In many cases, this new breed of agency is focusing on quality of service and the craft of media planning – two areas that have been neglected by too many of the network agencies in the war of attrition with large clients over procurement and pricing.

It’s worth adding that bringing media and creative closer together in an era of mass personalisation and dynamic content is another growing trend, but the creation and distribution of media demand different skills and there are good reasons why they remain separate. 

As the agency holding companies seek to renew themselves, it is significant that a generation of media agency entrepreneurs, including Jerry Buhlmann of Dentsu Aegis Network, Colin Gottlieb of Omnicom Media Group and Phil Georgiadis of Blue 449, has stepped back in the past six months. When Rob Norman retired from front-line duties at Group M in 2017 he talked about making way for "young generals" and it’s not just agencies that should be on a war footing.

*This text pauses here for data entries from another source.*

// SPDX-License-Identifier: Apache-2.0 OR MIT
// Copyright (c) 2025-2026 naskel.com

//! Typed view of a sample.

use super::codec::Codec;
use crate::core::interner::ValueCodec;
use crate::core::sample::Sample as CoreSample;
use crate::protocol::SampleEvent;
use std::fmt;
use std::sync::Arc;
use std::time::{Duration, SystemTime, UNIX_EPOCH};

/// One event on one key, as seen by a reader or kept in a writer's history.
#[derive(Clone)]
pub struct Sample<K, V, U = String> {
    id: i64,
    event: SampleEvent,
    key: K,
    value: Option<V>,
    tag: Option<U>,
    timestamp: i64,
    origin: Arc<str>,
    session: Arc<str>,
}

impl<K, V, U> Sample<K, V, U>
where
    K: Clone + 'static,
    V: Codec,
    U: Clone + 'static,
{
    /// Typed copy of an engine sample; `None` if it has no key of type `K`.
    pub(crate) fn from_core(sample: &CoreSample, values: &dyn ValueCodec) -> Option<Self> {
        let key = sample
            .key
            .as_ref()
            .and_then(|k| k.value().downcast_ref::<K>().cloned())?;
        let value = sample
            .value(values)
            .and_then(|v| v.downcast_ref::<V>().cloned());
        let tag = sample
            .tag
            .as_ref()
            .and_then(|t| t.value().downcast_ref::<U>().cloned());
        Some(Self {
            id: sample.id,
            event: sample.event,
            key,
            value,
            tag,
            timestamp: sample.timestamp,
            origin: sample.origin.clone(),
            session: sample.session.clone(),
        })
    }
}

impl<K, V, U> Sample<K, V, U> {
    /// Id assigned by the writer's topic, increasing per topic.
    pub fn id(&self) -> i64 {
        self.id
    }

    pub fn event(&self) -> SampleEvent {
        self.event
    }

    pub fn key(&self) -> &K {
        &self.key
    }

    /// Value after the event. `None` for removals. For partial updates this
    /// is the updated value.
    pub fn value(&self) -> Option<&V> {
        self.value.as_ref()
    }

    /// Tag of a partial update.
    pub fn update_tag(&self) -> Option<&U> {
        self.tag.as_ref()
    }

    /// Microseconds since the UNIX epoch.
    pub fn timestamp_micros(&self) -> i64 {
        self.timestamp
    }

    pub fn timestamp(&self) -> SystemTime {
        UNIX_EPOCH + Duration::from_micros(u64::try_from(self.timestamp).unwrap_or_default())
    }

    /// Name of the writer that published the sample.
    pub fn origin(&self) -> &str {
        &self.origin
    }

    /// Name of the node the sample was received from, empty for local samples.
    pub fn session(&self) -> &str {
        &self.session
    }
}

impl<K: fmt::Debug, V: fmt::Debug, U: fmt::Debug> fmt::Debug for Sample<K, V, U> {
    fn fmt(&self, f: &mut fmt::Formatter<'_>) -> fmt::Result {
        f.debug_struct("Sample")
            .field("id", &self.id)
            .field("event", &self.event)
            .field("key", &self.key)
            .field("value", &self.value)
            .field("tag", &self.tag)
            .field("origin", &self.origin)
            .finish()
    }
}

Brands themselves are battling fierce competition. Just Eat recently appointed UM to its global media account and the online takeaway delivery company talked about needing an agency with "proper, street-fighting media planning and buying skills" and an ability to "connect our first-party data with your media planning" because it is in a "very competitive, postcode-by-postcode fight".

The future of media agencies requires new leaders with entrepreneurial spirit and a battleground mentality.